Luftwiderstand
85 Jahre Göttinger Ei
Gespannt beobachtete der deutsche Automobilingenieur Karl Schlör die Zeiger der Mess-Skala am Windkanal, als der von Hochleistungsturbinen entfachte Sturm das tropfenförmige Blechkleid seines Experimentalfahrzeugs erfasste. Nach Abschluss der Versuchsreihe brach an der Aerodynamischen Versuchsanstalt in Göttingen Jubel aus: Mit einem sensationell niedrigen Cw-Wert 0,186 war es Schlör gelungen, die damals windschlüpfrigste Großraumlimousine der Automobilgeschichte zu konstruieren. Ein Rekord, der bis heute nicht übertroffen wurde.
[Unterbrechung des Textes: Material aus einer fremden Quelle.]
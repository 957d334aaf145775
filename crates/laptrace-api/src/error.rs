//! API error types and conversions

use axum::http::StatusCode;
use axum::response::{IntoResponse, Response};
use axum::Json;
use laptrace_core::TelemetryError;
use serde::Serialize;

/// API error type that converts to HTTP responses
#[derive(Debug)]
pub enum ApiError {
    /// 400 Bad Request
    BadRequest(String),
    /// 500 Internal Server Error
    Internal(String),
}

/// Standard error response format
#[derive(Serialize)]
struct ErrorResponse {
    error: String,
    message: String,
}

impl IntoResponse for ApiError {
    fn into_response(self) -> Response {
        let (status, error_type, message) = match self {
            ApiError::BadRequest(msg) => (StatusCode::BAD_REQUEST, "bad_request", msg),
            ApiError::Internal(msg) => (StatusCode::INTERNAL_SERVER_ERROR, "internal_error", msg),
        };

        if status.is_server_error() {
            tracing::error!(error = error_type, %message, "API error");
        } else {
            tracing::debug!(error = error_type, %message, "API client error");
        }

        let body = Json(ErrorResponse {
            error: error_type.to_string(),
            message,
        });

        (status, body).into_response()
    }
}

impl From<TelemetryError> for ApiError {
    fn from(err: TelemetryError) -> Self {
        match err {
            TelemetryError::InvalidParameter(msg) => ApiError::BadRequest(msg),
            TelemetryError::Csv(e) => ApiError::BadRequest(format!("CSV parse error: {e}")),
            TelemetryError::InvalidTable(msg) => ApiError::BadRequest(msg),
            TelemetryError::Internal(msg) => ApiError::Internal(msg),
        }
    }
}
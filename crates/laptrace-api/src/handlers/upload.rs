//! CSV upload handler

use axum::extract::{Multipart, State};
use axum::Json;
use laptrace_core::DataTable;
use serde::Serialize;
use serde_json::Value;

use crate::error::ApiError;
use crate::state::AppState;

/// Response for CSV upload: column names, row preview, and full data
#[derive(Debug, Serialize)]
pub struct UploadResponse {
    /// Column names in file order
    pub columns: Vec<String>,
    /// First rows of the table, keyed `{column: {"0": value, ...}}`
    pub head: Value,
    /// Entire table in the same shape
    pub full_data: Value,
}

/// POST /upload
/// Parse a multipart CSV upload into the common table shape
pub async fn upload_csv(
    State(state): State<AppState>,
    mut multipart: Multipart,
) -> Result<Json<UploadResponse>, ApiError> {
    while let Some(field) = multipart
        .next_field()
        .await
        .map_err(|e| ApiError::BadRequest(format!("Invalid multipart payload: {e}")))?
    {
        if field.name() != Some("file") {
            continue;
        }

        let file_name = field.file_name().map(str::to_owned);
        let data = field
            .bytes()
            .await
            .map_err(|e| ApiError::BadRequest(format!("Failed to read upload: {e}")))?;

        let table = DataTable::from_csv(data.as_ref())?;

        tracing::info!(
            file = file_name.as_deref().unwrap_or("<unnamed>"),
            rows = table.num_rows(),
            columns = table.num_columns(),
            "CSV uploaded"
        );

        return Ok(Json(UploadResponse {
            columns: table.column_names().to_vec(),
            head: table.column_records(Some(state.preview_rows())),
            full_data: table.column_records(None),
        }));
    }

    Err(ApiError::BadRequest(
        "Missing 'file' part in multipart payload".to_string(),
    ))
}
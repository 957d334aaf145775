//! laptrace-api - HTTP API layer for the laptrace telemetry backend
//!
//! Wires the two data endpoints (CSV upload, demo generation) plus the
//! liveness routes into an axum router with tracing, CORS, a request
//! timeout, and an upload size limit.
//!
//! # Usage
//!
//! ```ignore
//! use laptrace_api::{create_router, ApiConfig, AppState};
//!
//! let state = AppState::new(ApiConfig::default());
//! let router = create_router(state);
//! ```

pub mod error;
pub mod handlers;
pub mod state;

pub use error::ApiError;
pub use state::{ApiConfig, AppState};

use axum::extract::DefaultBodyLimit;
use axum::http::{HeaderValue, Method};
use axum::routing::{get, post};
use axum::Router;
use tower_http::cors::{AllowHeaders, AllowOrigin, CorsLayer};
use tower_http::timeout::TimeoutLayer;
use tower_http::trace::TraceLayer;

/// Create the laptrace API router with the given application state
pub fn create_router(state: AppState) -> Router {
    let cors = cors_layer(state.config());
    let timeout = TimeoutLayer::new(state.config().request_timeout);
    let body_limit = DefaultBodyLimit::max(state.config().max_upload_bytes);

    Router::new()
        // Liveness
        .route("/", get(handlers::status::root))
        .route("/health", get(|| async { "OK" }))
        // CSV ingestion
        .route("/upload", post(handlers::upload::upload_csv))
        // Synthetic telemetry
        .route("/generate-demo", post(handlers::demo::generate_demo))
        // Middleware
        .layer(TraceLayer::new_for_http())
        .layer(cors)
        .layer(timeout)
        .layer(body_limit)
        .with_state(state)
}

/// CORS restricted to the configured browser origins.
///
/// The frontend sends credentialed requests, so the layer names explicit
/// origins and mirrors request headers instead of using wildcards.
fn cors_layer(config: &ApiConfig) -> CorsLayer {
    let origins: Vec<HeaderValue> = config
        .allowed_origins
        .iter()
        .filter_map(|origin| match origin.parse::<HeaderValue>() {
            Ok(value) => Some(value),
            Err(_) => {
                tracing::warn!(origin = %origin, "Ignoring unparseable CORS origin");
                None
            }
        })
        .collect();

    CorsLayer::new()
        .allow_origin(AllowOrigin::list(origins))
        .allow_methods([Method::GET, Method::POST, Method::OPTIONS])
        .allow_headers(AllowHeaders::mirror_request())
        .allow_credentials(true)
}

#[cfg(test)]
mod tests {
    use super::*;

    #[test]
    fn test_cors_layer_skips_invalid_origins() {
        let config = ApiConfig {
            allowed_origins: vec![
                "http://localhost:3000".to_string(),
                "not an origin\u{0}".to_string(),
            ],
            ..ApiConfig::default()
        };

        // Builds without panicking; the invalid entry is dropped
        let _ = cors_layer(&config);
    }
}
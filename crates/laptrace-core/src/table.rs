//! Column-major tabular data
//!
//! Both endpoints answer with the same shape: a column name list plus
//! `{column: {"0": value, "1": value, ...}}` record objects for the
//! preview and the full data. `DataTable` owns that shape and the CSV
//! ingestion that feeds it.

use std::io::Read;

use serde_json::{Map, Value};

use crate::error::{TelemetryError, TelemetryResult};

/// In-memory table with named columns of JSON values
#[derive(Debug, Clone, Default)]
pub struct DataTable {
    names: Vec<String>,
    columns: Vec<Vec<Value>>,
}

impl DataTable {
    /// Create a table, checking that names and columns line up
    pub fn new(names: Vec<String>, columns: Vec<Vec<Value>>) -> TelemetryResult<Self> {
        if names.len() != columns.len() {
            return Err(TelemetryError::InvalidTable(format!(
                "{} column names for {} columns",
                names.len(),
                columns.len()
            )));
        }
        if let Some(first) = columns.first() {
            if columns.iter().any(|c| c.len() != first.len()) {
                return Err(TelemetryError::InvalidTable(
                    "columns have differing lengths".to_string(),
                ));
            }
        }
        Ok(Self { names, columns })
    }

    /// Construct from parts known to line up (dataset conversion)
    pub(crate) fn from_parts(names: Vec<String>, columns: Vec<Vec<Value>>) -> Self {
        Self { names, columns }
    }

    /// Parse CSV input into a table.
    ///
    /// The first record is the header row. Cell types are inferred per
    /// column: integer if every non-empty cell parses as i64, else float
    /// if every non-empty cell parses as f64, else string. Empty cells
    /// become JSON null.
    pub fn from_csv<R: Read>(reader: R) -> TelemetryResult<Self> {
        let mut csv_reader = csv::ReaderBuilder::new().from_reader(reader);

        let names: Vec<String> = csv_reader
            .headers()?
            .iter()
            .map(|h| h.to_string())
            .collect();

        let mut raw_columns: Vec<Vec<String>> = vec![Vec::new(); names.len()];
        for record in csv_reader.records() {
            let record = record?;
            for (i, cell) in record.iter().enumerate() {
                raw_columns[i].push(cell.to_string());
            }
        }

        let columns = raw_columns.into_iter().map(coerce_column).collect();

        tracing::debug!(
            columns = names.len(),
            "CSV parsed into table"
        );

        Self::new(names, columns)
    }

    /// Column names in table order
    pub fn column_names(&self) -> &[String] {
        &self.names
    }

    pub fn num_columns(&self) -> usize {
        self.names.len()
    }

    pub fn num_rows(&self) -> usize {
        self.columns.first().map_or(0, Vec::len)
    }

    /// Values of a column by name
    pub fn column(&self, name: &str) -> Option<&[Value]> {
        self.names
            .iter()
            .position(|n| n == name)
            .map(|i| self.columns[i].as_slice())
    }

    /// Render the `{column: {"0": v0, "1": v1, ...}}` record object,
    /// optionally truncated to the first `limit` rows.
    pub fn column_records(&self, limit: Option<usize>) -> Value {
        let rows = limit.map_or(self.num_rows(), |l| l.min(self.num_rows()));

        let mut out = Map::new();
        for (name, column) in self.names.iter().zip(&self.columns) {
            let mut records = Map::new();
            for (i, value) in column.iter().take(rows).enumerate() {
                records.insert(i.to_string(), value.clone());
            }
            out.insert(name.clone(), Value::Object(records));
        }
        Value::Object(out)
    }
}

#[derive(Clone, Copy, PartialEq)]
enum ColumnType {
    Int,
    Float,
    Text,
}

/// Infer the narrowest type that fits every non-empty cell, then coerce
fn coerce_column(cells: Vec<String>) -> Vec<Value> {
    let mut kind = ColumnType::Int;
    for cell in cells.iter().filter(|c| !c.is_empty()) {
        if kind == ColumnType::Int && cell.parse::<i64>().is_err() {
            kind = ColumnType::Float;
        }
        if kind == ColumnType::Float && cell.parse::<f64>().is_err() {
            kind = ColumnType::Text;
            break;
        }
    }

    cells
        .into_iter()
        .map(|cell| {
            if cell.is_empty() {
                return Value::Null;
            }
            match kind {
                // parses are infallible here, the scan above proved them
                ColumnType::Int => Value::from(cell.parse::<i64>().unwrap_or_default()),
                ColumnType::Float => Value::from(cell.parse::<f64>().unwrap_or_default()),
                ColumnType::Text => Value::from(cell),
            }
        })
        .collect()
}

#[cfg(test)]
mod tests {
    use super::*;
    use serde_json::json;

    const SAMPLE_CSV: &str = "\
time,speed,gear,note
0.0,201.5,3,clean
0.1,205.0,4,
0.2,198.25,4,lift";

    #[test]
    fn test_from_csv_infers_column_types() {
        let table = DataTable::from_csv(SAMPLE_CSV.as_bytes()).unwrap();

        assert_eq!(table.column_names(), &["time", "speed", "gear", "note"]);
        assert_eq!(table.num_rows(), 3);

        let gear = table.column("gear").unwrap();
        assert_eq!(gear, &[json!(3), json!(4), json!(4)]);

        let speed = table.column("speed").unwrap();
        assert_eq!(speed[0], json!(201.5));

        let note = table.column("note").unwrap();
        assert_eq!(note[0], json!("clean"));
        assert_eq!(note[1], Value::Null);
    }

    #[test]
    fn test_from_csv_mixed_numeric_column_degrades_to_float() {
        let csv = "a\n1\n2.5\n3";
        let table = DataTable::from_csv(csv.as_bytes()).unwrap();
        let a = table.column("a").unwrap();
        assert_eq!(a, &[json!(1.0), json!(2.5), json!(3.0)]);
    }

    #[test]
    fn test_from_csv_rejects_ragged_rows() {
        let csv = "a,b\n1,2\n3";
        let err = DataTable::from_csv(csv.as_bytes()).unwrap_err();
        assert!(matches!(err, TelemetryError::Csv(_)));
    }

    #[test]
    fn test_column_records_shape_and_limit() {
        let table = DataTable::from_csv(SAMPLE_CSV.as_bytes()).unwrap();

        let full = table.column_records(None);
        assert_eq!(full["speed"]["0"], json!(201.5));
        assert_eq!(full["speed"]["2"], json!(198.25));

        let head = table.column_records(Some(2));
        assert_eq!(head["speed"].as_object().unwrap().len(), 2);
        assert!(head["speed"].get("2").is_none());

        // limit past the end is not an error
        let over = table.column_records(Some(100));
        assert_eq!(over["speed"].as_object().unwrap().len(), 3);
    }

    #[test]
    fn test_new_rejects_mismatched_columns() {
        let err = DataTable::new(
            vec!["a".to_string(), "b".to_string()],
            vec![vec![json!(1)]],
        )
        .unwrap_err();
        assert!(matches!(err, TelemetryError::InvalidTable(_)));

        let err = DataTable::new(
            vec!["a".to_string(), "b".to_string()],
            vec![vec![json!(1)], vec![json!(1), json!(2)]],
        )
        .unwrap_err();
        assert!(matches!(err, TelemetryError::InvalidTable(_)));
    }

    #[test]
    fn test_empty_input() {
        let table = DataTable::from_csv("".as_bytes()).unwrap();
        assert_eq!(table.num_columns(), 0);
        assert_eq!(table.num_rows(), 0);
        assert_eq!(table.column_records(None), json!({}));
    }
}
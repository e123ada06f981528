//! Transfer job definitions
//!
//! A job names the manager, input and output plugins together with their
//! parameter strings. Jobs can be stored as YAML:
//!
//! ```yaml
//! manager:
//!   name: DEFAULT_TRANSFER_MANAGER
//!   parameters: stopOnItemError=false
//! input:
//!   name: CSV_INPUT_PLUGIN
//!   parameters: filepath=people.csv|separator=,|hasheader=true|mapping=Name:name
//! output:
//!   name: SQLITE_OUTPUT_PLUGIN
//!   parameters: connectionstring=people.db|table=people|mapping=name:name
//! ```

use eyre::{Context, Result};
use serde::{Deserialize, Serialize};
use std::path::Path;

pub const ENV_MANAGER: &str = "TRANSFER_MANAGER";
pub const ENV_MANAGER_PARAMETERS: &str = "TRANSFER_MANAGER_PARAMETERS";
pub const ENV_INPUT: &str = "TRANSFER_INPUT";
pub const ENV_INPUT_PARAMETERS: &str = "TRANSFER_INPUT_PARAMETERS";
pub const ENV_OUTPUT: &str = "TRANSFER_OUTPUT";
pub const ENV_OUTPUT_PARAMETERS: &str = "TRANSFER_OUTPUT_PARAMETERS";

/// A plugin name plus its raw parameter string
#[derive(Debug, Clone, Default, Serialize, Deserialize, PartialEq)]
pub struct PluginSelection {
    #[serde(default)]
    pub name: String,
    #[serde(default)]
    pub parameters: String,
}

impl PluginSelection {
    pub fn new(name: impl Into<String>, parameters: impl Into<String>) -> Self {
        Self {
            name: name.into(),
            parameters: parameters.into(),
        }
    }

    /// Fill blank fields from `other`
    ///
    /// Parameters are only inherited when they belong to the same plugin:
    /// a layer that names a different plugin keeps its own (blank) parameters.
    fn fill_from(&mut self, other: PluginSelection) {
        let name = self.name.trim();
        let same_plugin =
            name.is_empty() || other.name.trim().is_empty() || name == other.name.trim();
        if self.parameters.trim().is_empty() && same_plugin {
            self.parameters = other.parameters;
        }
        if name.is_empty() {
            self.name = other.name;
        }
    }
}

/// The three selections that make up one transfer
#[derive(Debug, Clone, Default, Serialize, Deserialize, PartialEq)]
pub struct TransferJob {
    #[serde(default)]
    pub manager: PluginSelection,
    #[serde(default)]
    pub input: PluginSelection,
    #[serde(default)]
    pub output: PluginSelection,
}

impl TransferJob {
    pub fn new(manager: PluginSelection, input: PluginSelection, output: PluginSelection) -> Self {
        Self {
            manager,
            input,
            output,
        }
    }

    /// Read a job from a YAML file
    pub fn read(path: impl AsRef<Path>) -> Result<Self> {
        let path = path.as_ref();
        let content = std::fs::read_to_string(path)
            .with_context(|| format!("Failed to read job file: {}", path.display()))?;
        serde_yaml::from_str(&content)
            .with_context(|| format!("Failed to parse job file: {}", path.display()))
    }

    /// Write the job as YAML
    pub fn write(&self, path: impl AsRef<Path>) -> Result<()> {
        let path = path.as_ref();
        let yaml = serde_yaml::to_string(self)?;
        std::fs::write(path, yaml)
            .with_context(|| format!("Failed to write job file: {}", path.display()))
    }

    /// Build a job from the `TRANSFER_*` environment variables
    pub fn from_env() -> Self {
        let var = |name: &str| std::env::var(name).unwrap_or_default();
        Self {
            manager: PluginSelection::new(var(ENV_MANAGER), var(ENV_MANAGER_PARAMETERS)),
            input: PluginSelection::new(var(ENV_INPUT), var(ENV_INPUT_PARAMETERS)),
            output: PluginSelection::new(var(ENV_OUTPUT), var(ENV_OUTPUT_PARAMETERS)),
        }
    }

    /// Fill every blank field of this job from a lower-precedence job
    pub fn or(mut self, fallback: TransferJob) -> Self {
        self.manager.fill_from(fallback.manager);
        self.input.fill_from(fallback.input);
        self.output.fill_from(fallback.output);
        self
    }

    /// Names of the selections that are still blank
    pub fn blank_selections(&self) -> Vec<&'static str> {
        [
            ("transfer manager", &self.manager),
            ("input plugin", &self.input),
            ("output plugin", &self.output),
        ]
        .into_iter()
        .filter(|(_, s)| s.name.trim().is_empty())
        .map(|(label, _)| label)
        .collect()
    }
}
//! Transfer outcome reporting

use serde::Serialize;
use std::fmt;

#[derive(Debug, Clone, Copy, PartialEq, Eq, Serialize)]
pub enum TransferStatus {
    Success,
    /// Completed, but the lenient policy skipped items
    PartialFailure,
    Failed,
}

impl TransferStatus {
    /// Numeric status code reported to callers
    pub fn code(&self) -> i32 {
        match self {
            Self::Success => 1,
            Self::Failed => 2,
            Self::PartialFailure => 3,
        }
    }
}

impl fmt::Display for TransferStatus {
    fn fmt(&self, f: &mut fmt::Formatter<'_>) -> fmt::Result {
        match self {
            Self::Success => write!(f, "success"),
            Self::PartialFailure => write!(f, "partial failure"),
            Self::Failed => write!(f, "failed"),
        }
    }
}

/// Final report of one transfer
#[derive(Debug, Clone, PartialEq, Eq, Serialize)]
pub struct TransferResult {
    status: TransferStatus,
    message: String,
    items_transferred: usize,
    items_skipped: usize,
}

impl TransferResult {
    pub fn success(items_transferred: usize) -> Self {
        Self {
            status: TransferStatus::Success,
            message: "Success".to_string(),
            items_transferred,
            items_skipped: 0,
        }
    }

    pub fn partial(items_transferred: usize, items_skipped: usize) -> Self {
        Self {
            status: TransferStatus::PartialFailure,
            message: format!("Completed, {} item(s) skipped", items_skipped),
            items_transferred,
            items_skipped,
        }
    }

    pub fn failed(cause: impl fmt::Display, items_transferred: usize) -> Self {
        Self {
            status: TransferStatus::Failed,
            message: format!("Transfer not completed: {}", cause),
            items_transferred,
            items_skipped: 0,
        }
    }

    pub(crate) fn with_skipped(mut self, items_skipped: usize) -> Self {
        self.items_skipped = items_skipped;
        self
    }

    pub fn status(&self) -> TransferStatus {
        self.status
    }

    pub fn code(&self) -> i32 {
        self.status.code()
    }

    pub fn message(&self) -> &str {
        &self.message
    }

    pub fn items_transferred(&self) -> usize {
        self.items_transferred
    }

    pub fn items_skipped(&self) -> usize {
        self.items_skipped
    }

    pub fn is_success(&self) -> bool {
        self.status == TransferStatus::Success
    }
}

impl fmt::Display for TransferResult {
    fn fmt(&self, f: &mut fmt::Formatter<'_>) -> fmt::Result {
        write!(
            f,
            "{} ({}): {} item(s) transferred",
            self.message, self.status.code(), self.items_transferred
        )?;
        if self.items_skipped > 0 {
            write!(f, ", {} skipped", self.items_skipped)?;
        }
        Ok(())
    }
}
Der „Schlörwagen“, auch „Göttinger Ei“ oder „Flügel auf Rädern“ genannt, hatte sieben Sitzplätze, der Lenker saß zwischen den weit ins Wageninnere ragenden Radgehäusen in der Mitte der Pilotenkanzel. Die innerhalb der Karosserie laufenden Räder trugen zum niedrigen Cw-Wert bei. Bei Nachmessungen in den 1970er-Jahren ermittelten Volkswagen-Techniker anhand eines Modells sogar einen Cw-Wert von 0,15. Zur Einordnung: Heutige Pkw haben im Schnitt einen Cw-Wert von 0,24 bis 0,3, den aktuellen Rekord hält der Mercedes-Benz EQS mit einem Cw-Wert von 0,20.
Ungeklärtes Schicksal
Das Fahrwerk des Schlörwagens basierte auf einem Mercedes W28 170 H. Der Radstand betrug 2,60 Meter, die Länge 4,33, die Höhe 1,48 und die Breite 2,10 Meter. Die Aluminiumkarosserie war tropfenförmig aufgebaut, hatte bündig abschließende Fenster mit gebogenen Scheiben und einen geschlossenen Boden. Auf Testfahrten zeigte sich, dass die Straßenlage aufgrund des weit hinten liegenden Heckmotors stark zu wünschen übrigließ, und dass die strömungsgünstige Karosserie sehr anfällig für Seitenwind war. Der Schlörwagen erreichte etwa 135 km/h Spitzengeschwindigkeit und verbrauchte mit 8 Liter Benzin auf 100 Kilometer zwischen 20 und 40 Prozent weniger Treibstoff als der gleich motorisierte Mercedes W28. Vorgestellt auf der IAA 1939 in Berlin erregte der Schlörwagen großes Aufsehen, seine Tropfenform war allerdings nicht nach jedermanns Geschmack. 1942 erhielt der Schlörwagen probeweise einen Propellerantrieb mit Sternmotor und absolvierte damit Testfahrten in Göttingen. Der Verbleib des Prototyps wurde zuletzt im August 1948 auf dem Gelände des Deutschen Zentrums für Luft- und Raumfahrt in Göttingen dokumentiert. Karl Schlörs Versuche, die stark beschädigte Karosserie von der britischen Militärverwaltung ausgehändigt zu bekommen, scheiterten. Seither ist der Schlörwagen spurlos verschwunden.